* Brief
Go through the records below and copy out every line holding "allocations".

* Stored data
impl PortfolioOptimizer {
    /// An optimizer with no solver backend; every sizing run uses the fallback.
    ///
    /// # Errors
    ///
    /// Returns [`DomainError::InvalidLimit`] if any limit is out of range.
    pub fn try_new(limits: RiskLimits) -> std::result::Result<Self, DomainError> {
        limits.validate()?;
        Ok(Self {
            limits,
            solver: None,
            frank_wolfe: FrankWolfe::new(FrankWolfeConfig::default()),
        })
    }

    /// Use `solver` as the linear oracle for the convex path.
    #[must_use]
    pub fn with_solver(mut self, solver: Arc<dyn Solver>) -> Self {
        self.solver = Some(solver);
        self
    }

    #[must_use]
    pub fn with_frank_wolfe(mut self, config: FrankWolfeConfig) -> Self {
        self.frank_wolfe = FrankWolfe::new(config);
        self
    }

    #[must_use]
    pub const fn limits(&self) -> &RiskLimits {
        &self.limits
    }

    /// Name of the configured backend, if any.
    #[must_use]
    pub fn solver_name(&self) -> Option<&'static str> {
        self.solver.as_ref().map(|s| s.name())
    }

    /// Size the open value bets in `graph`, or only those in `bet_ids`.
    ///
    /// Settled and void bets never receive an allocation. The returned plan
    /// always satisfies the single-bet and total caps. The per-event cap holds
    /// on the convex path only; the fractional-Kelly fallback sizes each bet
    /// independently. Solver failures are absorbed by the fallback and
    /// reported in [`AllocationPlan::method`].
    ///
    /// # Errors
    ///
    /// Returns [`GraphError::UnknownBet`] if `bet_ids` names a bet not in the
    /// graph.
    pub fn optimize(
        &self,
        graph: &DependencyGraph,
        bet_ids: Option<&[BetId]>,
    ) -> Result<AllocationPlan> {
        let candidates = self.candidates(graph, bet_ids)?;
        if candidates.is_empty() {
            info!(min_edge = self.limits.min_edge, "no bets passed the value filter");
            return Ok(AllocationPlan::empty());
        }

        let ids: Vec<BetId> = candidates.iter().map(|b| b.id().clone()).collect();
        let covariance = graph.covariance_matrix(&ids)?.psd_corrected(DEFAULT_RIDGE);

        let (mut fractions, method) = match self.solve_convex(&candidates, covariance) {
            Ok(result) => {
                debug!(
                    iterations = result.iterations,
                    gap = result.gap,
                    converged = result.converged,
                    "convex sizing finished"
                );
                let method = SizingMethod::Convex {
                    iterations: result.iterations,
                    converged: result.converged,
                };
                (result.fractions, method)
            }
            Err(error) => {
                warn!(error = %error, "convex sizing failed, falling back to fractional Kelly");
                let fractions = kelly::fractional_kelly(&candidates, &self.limits);
                let method = SizingMethod::FractionalKelly {
                    reason: error.to_string(),
                };
                (fractions, method)
            }
        };

        if !method.is_fallback() {
            self.enforce_limits(&candidates, &mut fractions);
        }

        let plan = self.build_plan(&candidates, &fractions, method);
        info!(
            candidates = plan.candidates.len(),
            allocated = plan.allocations.len(),
            total_fraction = plan.total_fraction(),
            fallback = plan.method.is_fallback(),
            "sizing complete"
        );
        Ok(plan)
    }

    /// Value the parlay formed by `leg_ids` against this optimizer's minimum edge.
    ///
    /// # Errors
    ///
    /// See [`parlay::value_parlay`].
    pub fn compute_parlay_value(
        &self,
        graph: &DependencyGraph,
        leg_ids: &[BetId],
    ) -> Result<ParlayValuation> {
        parlay::value_parlay(graph, leg_ids, self.limits.min_edge)
    }

    /// Open bets with enough edge, in id order (or caller order for a subset).
    fn candidates<'g>(
        &self,
        graph: &'g DependencyGraph,
        bet_ids: Option<&[BetId]>,
    ) -> std::result::Result<Vec<&'g Bet>, GraphError> {
        let pool: Vec<&Bet> = match bet_ids {
            Some(ids) => {
                let mut seen = BTreeSet::new();
                let mut pool = Vec::with_capacity(ids.len());
                for id in ids {
                    let bet = graph.bet(id).ok_or_else(|| GraphError::UnknownBet {
                        bet_id: id.clone(),
                    })?;
                    if seen.insert(id) {
                        pool.push(bet);
                    }
                }
                pool
            }
            None => graph.bets().collect(),
        };

        Ok(pool
            .into_iter()
            .filter(|bet| !bet.is_settled() && !bet.is_void())
            .filter(|bet| bet.is_value(self.limits.min_edge))
            .collect())
    }

    fn solve_convex(
        &self,
        bets: &[&Bet],
        covariance: CovarianceMatrix,
    ) -> std::result::Result<FrankWolfeResult, SolverError> {
        let solver = self.solver.as_deref().ok_or(SolverError::Unavailable)?;

        let objective = GrowthObjective::new(
            bets.iter().map(|b| b.effective_prob()).collect(),
            bets.iter().map(|b| b.net_odds()).collect(),
            covariance,
            self.limits.risk_aversion,
        );
        let region = self.feasible_region(bets);

        debug!(
            solver = solver.name(),
            bets = bets.len(),
            constraints = region.constraints.len(),
            "starting convex sizing"
        );
        self.frank_wolfe.maximize(&objective, &region, solver)
    }

    /// Box bounds, the total cap and one cap per multi-bet event.
    fn feasible_region(&self, bets: &[&Bet]) -> LpProblem {
        let n = bets.len();
        let mut region = LpProblem::new(n);
        region.bounds = vec![VariableBounds::bounded(0.0, self.limits.single_cap()); n];
        region
            .constraints
            .push(Constraint::leq(vec![1.0; n], self.limits.max_exposure));

        for indices in event_groups(bets).values().filter(|g| g.len() > 1) {
            region
                .constraints
                .push(Constraint::subset_leq(n, indices, self.limits.event_cap()));
        }
        region
    }

    /// Clamp and scale so that every cap holds exactly.
    fn enforce_limits(&self, bets: &[&Bet], fractions: &mut [f64]) {
        let cap = self.limits.single_cap();
        for f in fractions.iter_mut() {
            *f = f.clamp(0.0, cap);
        }

        let event_cap = self.limits.event_cap();
        for indices in event_groups(bets).values().filter(|g| g.len() > 1) {
            let sum: f64 = indices.iter().map(|&i| fractions[i]).sum();
            if sum > event_cap {
                let scale = event_cap / sum;
                for &i in indices {
                    fractions[i] *= scale;
                }
            }
        }

        let total: f64 = fractions.iter().sum();
        if total > self.limits.max_exposure {
            let scale = self.limits.max_exposure / total;
            for f in fractions.iter_mut() {
                *f *= scale;
            }
        }
    }

    fn build_plan(&self, bets: &[&Bet], fractions: &[f64], method: SizingMethod) -> AllocationPlan {
        let allocations = bets
            .iter()
            .zip(fractions)
            .filter(|(_, f)| **f > MIN_ALLOCATION)
            .map(|(bet, &fraction)| {
                let stake = (Decimal::from_f64_retain(fraction).unwrap_or_default()
                    * self.limits.bankroll)
                    .round_dp(2);
                (bet.id().clone(), Allocation { fraction, stake })
            })
            .collect();

        AllocationPlan {
            allocations,
            method,
            candidates: bets.iter().map(|b| b.id().clone()).collect(),
        }
    }
}

/// Candidate indices grouped by event.
fn event_groups(bets: &[&Bet]) -> BTreeMap<EventId, Vec<usize>> {
    let mut groups: BTreeMap<EventId, Vec<usize>> = BTreeMap::new();
    for (i, bet) in bets.iter().enumerate() {
        groups.entry(bet.event_id().clone()).or_default().push(i);
    }
    groups
}

#[cfg(test)]
mod tests {
    use super::*;
    use crate::port::outbound::solver::SolutionStatus;
    use crate::testkit::domain::{bet, bet_id, bet_ids, graph_of, trusted_bet};
    use crate::testkit::solver::{BrokenSolver, GreedySolver, StatusSolver};

    fn limits() -> RiskLimits {
        RiskLimits::default()
    }

    fn with_greedy(limits: RiskLimits) -> PortfolioOptimizer {
        PortfolioOptimizer::try_new(limits).unwrap().with_solver(Arc::new(GreedySolver))
    }

    #[test]
    fn no_value_bets_yields_empty_plan() {
        let graph = graph_of([bet("a", "g1", 1.9, 0.5), bet("b", "g2", 2.0, 0.51)]);
        let plan = with_greedy(limits()).optimize(&graph, None).unwrap();
        assert!(plan.is_empty());
        assert_eq!(plan.method, SizingMethod::NoCandidates);
    }

    #[test]
    fn settled_and_void_bets_are_excluded() {
        let mut graph = graph_of([bet("a", "g1", 2.0, 0.6), bet("b", "g2", 2.0, 0.6)]);
        graph.propagate_outcome(&bet_id("a"), true).unwrap();

        let plan = with_greedy(limits()).optimize(&graph, None).unwrap();

        assert_eq!(plan.candidates, bet_ids(&["b"]));
        assert_eq!(plan.fraction(&bet_id("a")), 0.0);
    }

    #[test]
    fn single_bet_matches_kelly_under_loose_caps() {
        let graph = graph_of([bet("a", "g1", 2.0, 0.6)]);
        let limits = RiskLimits {
            max_single_bet: 0.25,
            max_exposure: 0.25,
            risk_aversion: 1e-9,
            ..limits()
        };

        let plan = with_greedy(limits).optimize(&graph, None).unwrap();

        assert!(matches!(plan.method, SizingMethod::Convex { converged: true, .. }));
        assert!((plan.fraction(&bet_id("a")) - 0.2).abs() < 1e-6);
    }

    #[test]
    fn symmetric_bets_share_the_budget() {
        let graph = graph_of([
            bet("a", "g1", 2.0, 0.6),
            bet("b", "g2", 2.0, 0.6),
            bet("c", "g3", 2.0, 0.6),
        ]);
        let plan = with_greedy(limits()).optimize(&graph, None).unwrap();

        for id in ["a", "b", "c"] {
            assert!(plan.fraction(&bet_id(id)) <= 0.05 + 1e-12);
        }
        assert!(plan.total_fraction() <= 0.25 + 1e-12);
        assert!(plan.fraction(&bet_id("a")) > 0.0);
    }

    #[test]
    fn event_cap_binds() {
        let graph = graph_of([
            bet("a", "g1", 2.0, 0.7),
            bet("b", "g1", 2.0, 0.7),
            bet("c", "g1", 2.0, 0.7),
        ]);

        let plan = with_greedy(limits()).optimize(&graph, None).unwrap();

        assert!(plan.total_fraction() <= 0.06 + 1e-9);
    }

    #[test]
    fn missing_solver_falls_back_to_fractional_kelly() {
        let graph = graph_of([trusted_bet("a", "g1", 2.0, 0.6, 0.8)]);
        let limits = RiskLimits {
            max_single_bet: 0.25,
            ..limits()
        };

        let plan = PortfolioOptimizer::try_new(limits)
            .unwrap()
            .optimize(&graph, None)
            .unwrap();

        assert!(plan.method.is_fallback());
        assert!((plan.fraction(&bet_id("a")) - 0.2 * 0.5 * 0.8).abs() < 1e-12);
    }

    #[test]
    fn solver_failures_fall_back() {
        let graph = graph_of([bet("a", "g1", 2.0, 0.6)]);

        let broken = PortfolioOptimizer::try_new(limits())
            .unwrap()
            .with_solver(Arc::new(BrokenSolver));
        let plan = broken.optimize(&graph, None).unwrap();
        assert!(plan.method.is_fallback());

        let infeasible = PortfolioOptimizer::try_new(limits())
            .unwrap()
            .with_solver(Arc::new(StatusSolver(SolutionStatus::Infeasible)));
        let plan = infeasible.optimize(&graph, None).unwrap();
        match plan.method {
            SizingMethod::FractionalKelly { reason } => assert!(reason.contains("Infeasible")),
            other => panic!("expected fallback, got {other:?}"),
        }
    }

    #[test]
    fn subset_restricts_candidates() {
        let graph = graph_of([bet("a", "g1", 2.0, 0.6), bet("b", "g2", 2.0, 0.6)]);
        let plan = with_greedy(limits())
            .optimize(&graph, Some(&bet_ids(&["b", "b"])))
            .unwrap();
        assert_eq!(plan.candidates, bet_ids(&["b"]));
    }

    #[test]
    fn subset_with_unknown_bet_is_an_error() {
        let graph = graph_of([bet("a", "g1", 2.0, 0.6)]);
        let err = with_greedy(limits())
            .optimize(&graph, Some(&bet_ids(&["nope"])))
            .unwrap_err();
        assert!(matches!(err, crate::error::Error::Graph(GraphError::UnknownBet { .. })));
    }

    #[test]
    fn stakes_follow_bankroll() {
        let graph = graph_of([bet("a", "g1", 2.0, 0.6)]);
        let plan = with_greedy(limits()).optimize(&graph, None).unwrap();
        let allocation = &plan.allocations[&bet_id("a")];
        assert_eq!(allocation.stake, Decimal::new(500, 0));
        assert_eq!(allocation.fraction, 0.05);
    }

    #[test]
    fn enforce_limits_scales_event_then_total() {
        let a = bet("a", "g1", 2.0, 0.6);
        let b = bet("b", "g1", 2.0, 0.6);
        let c = bet("c", "g2", 2.0, 0.6);
        let optimizer = PortfolioOptimizer::try_new(RiskLimits {
            max_exposure: 0.08,
            ..limits()
        })
        .unwrap();
        let mut fractions = vec![0.05, 0.05, 0.5];

        optimizer.enforce_limits(&[&a, &b, &c], &mut fractions);

        assert!((fractions[0] + fractions[1] - 0.06 * 0.08 / 0.11).abs() < 1e-12);
        assert!(fractions.iter().sum::<f64>() <= 0.08 + 1e-12);
    }

    #[test]
    fn fallback_honors_single_and_total_caps_but_not_event_cap() {
        let graph = graph_of([
            bet("a", "g1", 2.0, 0.7),
            bet("b", "g1", 2.0, 0.7),
            bet("c", "g1", 2.0, 0.7),
        ]);
        let limits = limits();

        let plan = PortfolioOptimizer::try_new(limits.clone())
            .unwrap()
            .optimize(&graph, None)
            .unwrap();

        assert!(plan.method.is_fallback());
        for id in ["a", "b", "c"] {
            assert!((plan.fraction(&bet_id(id)) - limits.single_cap()).abs() < 1e-12);
        }
        assert!(plan.total_fraction() <= limits.max_exposure + 1e-12);
        assert!(plan.total_fraction() > limits.event_cap());
    }

    #[test]
    fn rejects_out_of_range_limits() {
        let err = PortfolioOptimizer::try_new(RiskLimits {
            max_exposure: -0.5,
            ..limits()
        })
        .unwrap_err();
        assert_eq!(
            err,
            DomainError::InvalidLimit {
                field: "max_exposure",
                reason: "must be in (0, 1]",
            }
        );
    }
}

* Solution to this problem
            allocated = plan.allocations.len(),
        let allocations = bets
            allocations,
        let allocation = &plan.allocations[&bet_id("a")];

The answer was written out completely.